▶ **PROBLEM TO WORK ON**:
Please reproduce, exactly and with nothing added, the lines of the material below that run from the one containing "is already registered." to the end.

▶ **RECORDS SUPPLIED**:

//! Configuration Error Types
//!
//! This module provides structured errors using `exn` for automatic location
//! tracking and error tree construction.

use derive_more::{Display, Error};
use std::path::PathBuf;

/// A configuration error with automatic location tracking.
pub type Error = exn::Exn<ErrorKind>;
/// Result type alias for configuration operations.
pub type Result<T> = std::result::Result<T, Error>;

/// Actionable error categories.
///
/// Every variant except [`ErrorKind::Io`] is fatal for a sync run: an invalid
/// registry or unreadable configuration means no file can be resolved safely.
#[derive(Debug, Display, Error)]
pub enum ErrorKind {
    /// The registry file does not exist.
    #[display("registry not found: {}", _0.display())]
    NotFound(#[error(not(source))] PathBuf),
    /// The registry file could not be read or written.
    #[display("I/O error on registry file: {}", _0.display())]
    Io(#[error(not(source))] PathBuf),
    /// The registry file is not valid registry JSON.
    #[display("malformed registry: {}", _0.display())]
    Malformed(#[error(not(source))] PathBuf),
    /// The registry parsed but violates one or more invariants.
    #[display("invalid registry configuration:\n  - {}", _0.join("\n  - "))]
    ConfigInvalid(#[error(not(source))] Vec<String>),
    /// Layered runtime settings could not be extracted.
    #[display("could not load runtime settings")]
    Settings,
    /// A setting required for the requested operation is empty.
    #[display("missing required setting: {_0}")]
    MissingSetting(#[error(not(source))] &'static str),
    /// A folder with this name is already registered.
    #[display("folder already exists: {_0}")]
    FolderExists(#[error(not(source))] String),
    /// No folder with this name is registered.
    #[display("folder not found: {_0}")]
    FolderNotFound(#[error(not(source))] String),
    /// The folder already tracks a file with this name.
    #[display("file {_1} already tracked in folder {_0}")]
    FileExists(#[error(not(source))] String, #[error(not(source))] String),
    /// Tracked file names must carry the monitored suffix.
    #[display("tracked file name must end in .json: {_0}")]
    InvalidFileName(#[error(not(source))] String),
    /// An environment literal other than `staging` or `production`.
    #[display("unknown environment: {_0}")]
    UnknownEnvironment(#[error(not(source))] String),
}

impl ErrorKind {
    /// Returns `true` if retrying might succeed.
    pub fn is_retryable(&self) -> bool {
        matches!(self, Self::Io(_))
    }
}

▶ **TASK RESPONSE**:
    /// A folder with this name is already registered.
    #[display("folder already exists: {_0}")]
    FolderExists(#[error(not(source))] String),
    /// No folder with this name is registered.
    #[display("folder not found: {_0}")]
    FolderNotFound(#[error(not(source))] String),
    /// The folder already tracks a file with this name.
    #[display("file {_1} already tracked in folder {_0}")]
    FileExists(#[error(not(source))] String, #[error(not(source))] String),
    /// Tracked file names must carry the monitored suffix.
    #[display("tracked file name must end in .json: {_0}")]
    InvalidFileName(#[error(not(source))] String),
    /// An environment literal other than `staging` or `production`.
    #[display("unknown environment: {_0}")]
    UnknownEnvironment(#[error(not(source))] String),
}

impl ErrorKind {
    /// Returns `true` if retrying might succeed.
    pub fn is_retryable(&self) -> bool {
        matches!(self, Self::Io(_))
    }
}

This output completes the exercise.